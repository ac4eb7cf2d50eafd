use bls12_381::{lincomb::g1_lincomb, traits::*, G1Point, Scalar};
use maybe_rayon::prelude::*;
use serialization::{
    deserialize_blob_to_scalars, deserialize_bytes_to_scalar, deserialize_compressed_g1,
    serialize_g1_compressed, serialize_scalar, serialize_scalars_to_blob,
};

use crate::{
    fiat_shamir::{compute_aggregation_challenge, compute_evaluation_challenge},
    versioned_hash, BlobRef, Context, Error, KZGCommitment, KZGOpeningEvaluation,
    KZGOpeningPoint, KZGProof, VerifierError, VersionedHash,
};

/// Everything a blob-carrying transaction needs besides the blobs themselves.
#[derive(Debug, Clone, PartialEq, Eq)]
pub struct BlobBundle {
    pub commitments: Vec<KZGCommitment>,
    pub versioned_hashes: Vec<VersionedHash>,
    pub aggregated_proof: KZGProof,
}

/// A set of blobs folded into a single polynomial with a random challenge.
pub(crate) struct Aggregate {
    pub(crate) evaluations: Vec<Scalar>,
    pub(crate) commitment: G1Point,
    pub(crate) point: Scalar,
}

impl Context {
    /// Computes the KZG commitment to the polynomial represented by the blob.
    #[cfg_attr(feature = "tracing", tracing::instrument(skip_all))]
    pub fn blob_to_kzg_commitment(&self, blob: BlobRef) -> Result<KZGCommitment, Error> {
        let polynomial = deserialize_blob_to_scalars(blob.as_slice())?;
        let commitment = self.prover.commit(&polynomial);
        Ok(serialize_g1_compressed(&commitment))
    }

    /// Commits to every blob. Blobs are independent, so under the
    /// `multithreaded` feature they are committed to in parallel.
    #[cfg_attr(feature = "tracing", tracing::instrument(skip_all, fields(blobs = blobs.len())))]
    pub fn compute_commitments(&self, blobs: &[BlobRef]) -> Result<Vec<KZGCommitment>, Error> {
        blobs
            .maybe_par_iter()
            .map(|blob| self.blob_to_kzg_commitment(*blob))
            .collect()
    }

    /// Computes the opening proof for the blob's polynomial at `z`,
    /// returning the proof and the evaluation `y = p(z)`.
    ///
    /// # Panics
    ///
    /// The proof is checked against the blob's commitment before it is
    /// returned. A failure means the arithmetic is broken rather than the
    /// input, so this panics instead of returning an error.
    #[cfg_attr(feature = "tracing", tracing::instrument(skip_all))]
    pub fn compute_kzg_proof(
        &self,
        blob: BlobRef,
        z: KZGOpeningPoint,
    ) -> Result<(KZGProof, KZGOpeningEvaluation), Error> {
        let polynomial = deserialize_blob_to_scalars(blob.as_slice())?;
        let z = deserialize_bytes_to_scalar(&z)?;

        let (proof, y) = self.prover.compute_opening_proof(&polynomial, z);
        let commitment = self.prover.commit(&polynomial);
        self.assert_self_verifies(commitment, z, y, proof);

        Ok((serialize_g1_compressed(&proof), serialize_scalar(&y)))
    }

    /// Computes one proof covering every blob, by opening a random linear
    /// combination of their polynomials at a challenge point.
    ///
    /// Note: this does not check that `commitments` belong to `blobs`; a
    /// mismatch simply yields a proof that will not verify.
    #[cfg_attr(feature = "tracing", tracing::instrument(skip_all, fields(blobs = blobs.len())))]
    pub fn compute_aggregated_kzg_proof(
        &self,
        blobs: &[BlobRef],
        commitments: &[KZGCommitment],
    ) -> Result<KZGProof, Error> {
        let aggregate = self.aggregate(blobs, commitments)?;

        let (proof, y) = self
            .prover
            .compute_opening_proof(&aggregate.evaluations, aggregate.point);
        let recomputed_commitment = self.prover.commit(&aggregate.evaluations);
        self.assert_self_verifies(recomputed_commitment, aggregate.point, y, proof);

        Ok(serialize_g1_compressed(&proof))
    }

    /// Computes commitments, versioned hashes and the aggregated proof for
    /// a set of blobs.
    pub fn compute_blob_bundle(&self, blobs: &[BlobRef]) -> Result<BlobBundle, Error> {
        let commitments = self.compute_commitments(blobs)?;
        let versioned_hashes = commitments.iter().map(versioned_hash).collect();
        let aggregated_proof = self.compute_aggregated_kzg_proof(blobs, &commitments)?;

        Ok(BlobBundle {
            commitments,
            versioned_hashes,
            aggregated_proof,
        })
    }

    /// Folds blobs and commitments with powers of the aggregation challenge
    /// and derives the point at which the result is opened.
    pub(crate) fn aggregate(
        &self,
        blobs: &[BlobRef],
        commitments: &[KZGCommitment],
    ) -> Result<Aggregate, Error> {
        if blobs.len() != commitments.len() {
            return Err(VerifierError::PolynomialCommitmentCountMismatch {
                polynomials_len: blobs.len(),
                commitments_len: commitments.len(),
            }
            .into());
        }

        let polynomials = blobs
            .maybe_par_iter()
            .map(|blob| deserialize_blob_to_scalars(blob.as_slice()))
            .collect::<Result<Vec<_>, _>>()?;
        let commitments_g1 = commitments
            .iter()
            .map(|commitment| deserialize_compressed_g1(commitment))
            .collect::<Result<Vec<_>, _>>()?;

        let r = compute_aggregation_challenge(blobs, commitments);
        let r_powers = bls12_381::powers_of(r, blobs.len());

        let mut evaluations = vec![Scalar::ZERO; self.prover.domain.size()];
        for (polynomial, r_i) in polynomials.iter().zip(&r_powers) {
            for (acc, value) in evaluations.iter_mut().zip(polynomial) {
                *acc += *value * r_i;
            }
        }

        let commitment = g1_lincomb(&commitments_g1, &r_powers)
            .expect("commitments_g1.len() == r_powers.len()")
            .to_affine();

        let aggregated_blob = serialize_scalars_to_blob(&evaluations);
        let point = compute_evaluation_challenge(
            aggregated_blob.as_slice(),
            &serialize_g1_compressed(&commitment),
        );

        Ok(Aggregate {
            evaluations,
            commitment,
            point,
        })
    }

    fn assert_self_verifies(&self, commitment: G1Point, z: Scalar, y: Scalar, proof: G1Point) {
        if let Err(err) = self.verifier.verify_kzg_proof(commitment, z, y, proof) {
            panic!("freshly computed opening proof failed verification: {err:?}");
        }
    }
}
//! Response frames: a status byte followed by either an error message or a payload.

use std::io;

use futures::{AsyncRead, AsyncReadExt, AsyncWrite, AsyncWriteExt};

use crate::{
    encoding::{is_eof, read_compressed_body, read_length_prefix, SszSnappyEncoding},
    errors::{DecodeError, RequestError},
};

/// Status byte of a successful frame.
pub const SUCCESS_CODE: u8 = 0;
/// Status sent by a responder that could not parse the request.
pub const INVALID_REQUEST_CODE: u8 = 1;
/// Status sent by a responder that failed while serving the request.
pub const SERVER_ERROR_CODE: u8 = 2;
/// Status sent by a responder that does not have the requested data.
pub const RESOURCE_UNAVAILABLE_CODE: u8 = 3;

/// Longest error message a peer may send.
pub const MAX_ERROR_MESSAGE_LEN: usize = 256;

/// Size of the fork digest some transports put before each successful payload.
pub const CONTEXT_BYTES_LEN: usize = 4;

/// Reads the status byte of the next frame.
///
/// Returns `None` when the stream ends before any byte of the frame arrives.
pub(crate) async fn read_status<R>(reader: &mut R) -> Result<Option<u8>, RequestError>
where
    R: AsyncRead + Unpin + ?Sized,
{
    let mut status = [0u8; 1];
    match reader.read_exact(&mut status).await {
        Ok(()) => Ok(Some(status[0])),
        Err(err) if is_eof(&err) => Ok(None),
        Err(err) => Err(RequestError::Read(err)),
    }
}

/// Reads the message that follows a non-zero status byte.
///
/// The message is compressed like any payload, and its uncompressed length
/// is checked before it is read. Invalid UTF-8 is replaced rather than rejected.
pub(crate) async fn read_error_message<R>(reader: &mut R) -> Result<String, RequestError>
where
    R: AsyncRead + Unpin + ?Sized,
{
    let length = read_length_prefix(reader).await?;
    if length > MAX_ERROR_MESSAGE_LEN as u64 {
        return Err(DecodeError::ErrorMessageTooLong {
            length,
            max: MAX_ERROR_MESSAGE_LEN,
        }
        .into());
    }
    let message = read_compressed_body(reader, length as usize).await?;
    Ok(String::from_utf8_lossy(&message).into_owned())
}

pub(crate) async fn read_context_bytes<R>(
    reader: &mut R,
) -> Result<[u8; CONTEXT_BYTES_LEN], RequestError>
where
    R: AsyncRead + Unpin + ?Sized,
{
    let mut context = [0u8; CONTEXT_BYTES_LEN];
    reader
        .read_exact(&mut context)
        .await
        .map_err(RequestError::Read)?;
    Ok(context)
}

/// Writes a successful frame carrying `payload`.
pub async fn write_success_chunk<W>(
    writer: &mut W,
    encoding: &SszSnappyEncoding,
    context: Option<[u8; CONTEXT_BYTES_LEN]>,
    payload: &[u8],
) -> io::Result<()>
where
    W: AsyncWrite + Unpin + ?Sized,
{
    writer.write_all(&[SUCCESS_CODE]).await?;
    if let Some(context) = context {
        writer.write_all(&context).await?;
    }
    writer.write_all(&encoding.encode(payload)?).await
}

/// Writes an error frame. Messages longer than the protocol allows are truncated.
pub async fn write_error_chunk<W>(
    writer: &mut W,
    encoding: &SszSnappyEncoding,
    code: u8,
    message: &str,
) -> io::Result<()>
where
    W: AsyncWrite + Unpin + ?Sized,
{
    if code == SUCCESS_CODE {
        return Err(io::Error::new(
            io::ErrorKind::InvalidInput,
            "error frames need a non-zero status code",
        ));
    }
    let message = &message.as_bytes()[..message.len().min(MAX_ERROR_MESSAGE_LEN)];
    writer.write_all(&[code]).await?;
    writer.write_all(&encoding.encode(message)?).await
}
//! KZG10 commitments to polynomials given by their evaluations over a
//! roots-of-unity domain, together with proofs that the committed
//! polynomial takes a given value at a single point.

mod errors;
pub use errors::VerifierError;

pub mod prover;
pub mod verifier;

pub use prover::{CommitKey, Prover};
pub use verifier::{VerificationKey, Verifier};

#[cfg(test)]
pub(crate) mod test_utils {
    use bls12_381::{traits::*, G1Point, G1Projective, G2Point, G2Projective, Scalar};

    use crate::{Prover, VerificationKey, Verifier};

    /// Builds a prover and verifier over `domain_size` elements from a
    /// publicly known secret. Only suitable for tests.
    pub(crate) fn insecure_setup(domain_size: usize) -> (Prover, Verifier) {
        let tau = Scalar::from(0x5eed_u64);
        let g1_monomial: Vec<G1Point> = bls12_381::powers_of(tau, domain_size)
            .into_iter()
            .map(|power| (G1Projective::generator() * power).to_affine())
            .collect();
        let tau_g2 = (G2Projective::generator() * tau).to_affine();

        let prover = Prover::new(domain_size, g1_monomial);
        let verifier = Verifier::new(VerificationKey::new(
            G1Point::generator(),
            G2Point::generator(),
            tau_g2,
        ));
        (prover, verifier)
    }
}
//! The transport seam: how the client gets a bidirectional stream to a peer.

use std::{
    io,
    ops::{Deref, DerefMut},
};

use async_trait::async_trait;
use futures::{AsyncRead, AsyncWrite};

use crate::peer::PeerTarget;

/// A bidirectional stream negotiated for one protocol.
///
/// Exactly one of [`reset`](Self::reset) and [`release`](Self::release) is
/// called by the client before the stream is dropped.
pub trait RpcStream: AsyncRead + AsyncWrite + Unpin + Send {
    /// Aborts the stream in both directions.
    fn reset(&mut self);

    /// Hands a fully consumed stream back to the transport.
    fn release(&mut self) {}
}

/// Opens streams to peers.
#[async_trait]
pub trait StreamOpener: Send + Sync {
    type Stream: RpcStream;

    async fn open_stream(&self, target: &PeerTarget, protocol: &str) -> io::Result<Self::Stream>;
}

/// Owns a stream for the length of one call and resets it on drop unless it
/// was released first.
pub(crate) struct StreamGuard<S: RpcStream> {
    stream: S,
    released: bool,
}

impl<S: RpcStream> StreamGuard<S> {
    pub(crate) const fn new(stream: S) -> Self {
        Self {
            stream,
            released: false,
        }
    }

    pub(crate) fn release(mut self) {
        self.released = true;
        self.stream.release();
    }
}

impl<S: RpcStream> Deref for StreamGuard<S> {
    type Target = S;

    fn deref(&self) -> &S {
        &self.stream
    }
}

impl<S: RpcStream> DerefMut for StreamGuard<S> {
    fn deref_mut(&mut self) -> &mut S {
        &mut self.stream
    }
}

impl<S: RpcStream> Drop for StreamGuard<S> {
    fn drop(&mut self) {
        if !self.released {
            self.stream.reset();
        }
    }
}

▬▬▬▬▬▬

§ **REQUIRED ACTION**: Check the listing for the word "traits". Show each line that has it.

§ **SOLUTION TO THIS TASK**:
use bls12_381::{lincomb::g1_lincomb, traits::*, G1Point, Scalar};
    use bls12_381::{traits::*, G1Point, G1Projective, G2Point, G2Projective, Scalar};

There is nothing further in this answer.